Buffett’s Berkshire Hathaway Inc., along with Amazon.com Inc. and JPMorgan Chase & Co., said in late January that they planned to start a joint venture to improve health care for their workers. While the companies didn’t give much detail at the time, the announcement prompted broad speculation and unease among investors, sending shares lower for health-system companies including insurers and pharmacy-benefit managers.
Health-care spending is taking up an increasing proportion of the U.S. economy, and a goal of the venture is to “at least” halt that, Buffett said, adding that he hopes “we could find a way where perhaps better care could be delivered even at somewhat lesser cost.”
The venture is initially being guided by three senior executives from the companies: Berkshire’s Todd Combs; Marvelle Sullivan Berchtold, a managing director at JPMorgan who previously worked at drugmaker Novartis AG; and Beth Galetti, a senior vice president for human resources at Amazon.
Combs, who’s on the board of JPMorgan, has likely talked about the idea with Chief Executive Officer Jamie Dimon, Buffett said. “He participated probably more in the discussion than I did, but I love the idea of tackling what I regard as the major problem in our economy,” Buffett said.
The billionaire said the venture expects to hire a chief executive within a year who will flesh out how the enterprise will proceed. And he cautioned that it will be a slow process before showing results.
“I’m hopeful but don’t expect any miracles out of us soon,” he said. “This is not easy. If it was easy, it would have been done.”
Read more: Why fixing health care won’t be easy
Buffett was also asked on CNBC about Berkshire’s investment in the generic drugmaker Teva Pharmaceutical Industries Ltd. He said the investment was made by one of his deputy stock pickers, and that he didn’t know the reasons they made it.
“Teva’s not a stock I bought, it’s one of the other two and I never talked with him about it,” Buffett said.
Read how Teva’s Buffett bump waned after Monday’s comments
Buffett released his annual letter to shareholders on Saturday. In it, he noted that last year was quiet for dealmaking at his company as the cost of buying other businesses was reaching an “all-time high.”
Here are some other takeaways from Berkshire’s letter to shareholders and from his interview Monday:
- Buffett said in his letter that it was a rough year for dealmaking and that he needs to make one or more “huge” acquisitions to expand his non-insurance operations.
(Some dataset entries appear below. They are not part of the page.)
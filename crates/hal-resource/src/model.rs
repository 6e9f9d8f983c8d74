//! Collection-level operations on a resource type.
//!
//! Every resource type has a top-level collection at
//! [`ResourceType::collection_href`]. These operations find, list and create
//! resources there. The reserved keys of [`Params`] (`credential`, `root`,
//! `namespace`, `headers`) configure the request; the other keys are sent
//! as the query or body.

use std::fmt;

use crate::client::ResourceClient;
use crate::error::Result;
use crate::error_record::ErrorRecord;
use crate::node::ResourceNode;
use crate::paginator::{EntryStream, PageStream, Paginator};
use crate::params::Params;
use crate::schema::ResourceType;

impl ResourceClient {
    /// Fetch `collection_href/id`.
    ///
    /// Returns `None` if the server answers not found.
    pub async fn find(
        &self,
        resource_type: &'static ResourceType,
        id: impl fmt::Display,
        params: &Params,
    ) -> Result<Option<ResourceNode>> {
        let href = format!("{}/{id}", resource_type.collection_href());
        self.find_by_url(resource_type, &href, params).await
    }

    /// Fetch an absolute URL or an href relative to the root.
    ///
    /// Returns `None` if the server answers not found.
    pub async fn find_by_url(
        &self,
        resource_type: &'static ResourceType,
        url_or_href: &str,
        params: &Params,
    ) -> Result<Option<ResourceNode>> {
        let mut node = self.scoped_node(resource_type, url_or_href, params);
        node.href = params.apply_to(&node.href);

        match node.get().await {
            Ok(()) => Ok(Some(node)),
            Err(err) if err.is_not_found() => Ok(None),
            Err(err) => Err(err),
        }
    }

    /// Every resource in the collection, across all pages.
    ///
    /// A missing collection is empty.
    pub async fn all(
        &self,
        resource_type: &'static ResourceType,
        params: &Params,
    ) -> Result<Vec<ResourceNode>> {
        self.collection(resource_type, params).depaginate().await
    }

    /// Stream the collection one page at a time.
    pub fn each_page(&self, resource_type: &'static ResourceType, params: &Params) -> PageStream {
        self.collection(resource_type, params).pages()
    }

    /// Stream the collection one resource at a time.
    pub fn stream_all(&self, resource_type: &'static ResourceType, params: &Params) -> EntryStream {
        self.collection(resource_type, params).entries()
    }

    /// POST `params` to the collection and return the created resource.
    ///
    /// Resource values in `params` are sent as their hrefs.
    pub async fn create(
        &self,
        resource_type: &'static ResourceType,
        params: &Params,
    ) -> Result<ResourceNode> {
        let mut node = self.scoped_node(resource_type, &resource_type.collection_href(), params);
        node.post(Some(params)).await?;
        Ok(node)
    }

    /// Like [`ResourceClient::create`], but a rejected response yields an
    /// unloaded node whose [`errors`](ResourceNode::errors) describe it.
    pub async fn try_create(
        &self,
        resource_type: &'static ResourceType,
        params: &Params,
    ) -> Result<ResourceNode> {
        let mut node = self.scoped_node(resource_type, &resource_type.collection_href(), params);
        match node.post(Some(params)).await {
            Ok(()) => Ok(node),
            Err(err) => match err.response() {
                Some(response) => {
                    let mut empty =
                        self.scoped_node(resource_type, &resource_type.collection_href(), params);
                    empty.errors = ErrorRecord::from_response_error(response);
                    Ok(empty)
                }
                None => Err(err),
            },
        }
    }

    fn scoped_node(
        &self,
        resource_type: &'static ResourceType,
        url_or_href: &str,
        params: &Params,
    ) -> ResourceNode {
        let node = self.node_of(resource_type, "").with_overrides(params);
        node.child(resource_type, url_or_href)
    }

    fn collection(&self, resource_type: &'static ResourceType, params: &Params) -> Paginator {
        let seed = self.scoped_node(resource_type, "", params);
        Paginator::new(&seed, resource_type.collection_href(), resource_type.basename())
            .entry_type(resource_type)
            .params(params)
    }
}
- Berkshire’s cash and cash equivalents rose to $116 billion at the end of the year.
- The billionaire investor said Monday that he was “staggered” by the size of General Electric Co.’s charge and that “clearly, there were mistakes made.”
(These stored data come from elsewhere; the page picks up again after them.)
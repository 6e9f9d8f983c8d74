//! Fetch one document and print its attributes, links and embedded keys.
//!
//! ```text
//! RUST_LOG=hal_resource=debug cargo run --example browse -- https://api.example.com /accounts TOKEN
//! ```

use futures_util::StreamExt;
use hal_resource::{GENERIC_RESOURCE, Paginator, Params, ResourceClient};
use tracing_subscriber::EnvFilter;

#[tokio::main]
async fn main() -> Result<(), Box<dyn std::error::Error>> {
    tracing_subscriber::fmt()
        .with_env_filter(EnvFilter::from_default_env())
        .init();

    let mut args = std::env::args().skip(1);
    let root = args.next().ok_or("usage: browse <root> [href] [token]")?;
    let href = args.next().unwrap_or_else(|| "/".to_string());

    let mut builder = ResourceClient::builder(root);
    if let Some(token) = args.next() {
        builder = builder.credential(token);
    }
    let client = builder.build()?;

    let found = client
        .find_by_url(&GENERIC_RESOURCE, &href, &Params::new())
        .await?;
    let Some(node) = found else {
        println!("{href}: not found");
        return Ok(());
    };

    println!("{} ({})", node.href(), node.resource_type());
    for (name, value) in node.attributes() {
        println!("  {name} = {value}");
    }
    for (name, link) in node.links() {
        println!("  -> {name}: {}", link.href());
    }

    for (name, embedded) in node.embedded() {
        println!("  embedded {name}: {} resource(s)", embedded.nodes().len());
    }

    if let Some(list) = node.embedded().keys().next() {
        let mut entries = Paginator::new(&node, node.href(), list.as_str()).entries().take(5);
        while let Some(entry) = entries.next().await {
            println!("  * {}", entry?.href());
        }
    }

    Ok(())
}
- The industrial giant hasn’t approached Buffett about large divestitures, he said.
- Berkshire was a net buyer of stocks so far this year, even as it sold back shares of Phillips 66 to the oil refiner.
- He warned in his letter that even safe-looking bonds can be risky, particularly in a world of low interest rates.
- Changes to the tax code gave Berkshire a $29 billion boost to earnings in the fourth quarter.
- The company’s insurance operations reported its first annual underwriting loss after a 14-year streak of gains as hurricanes weighed on results.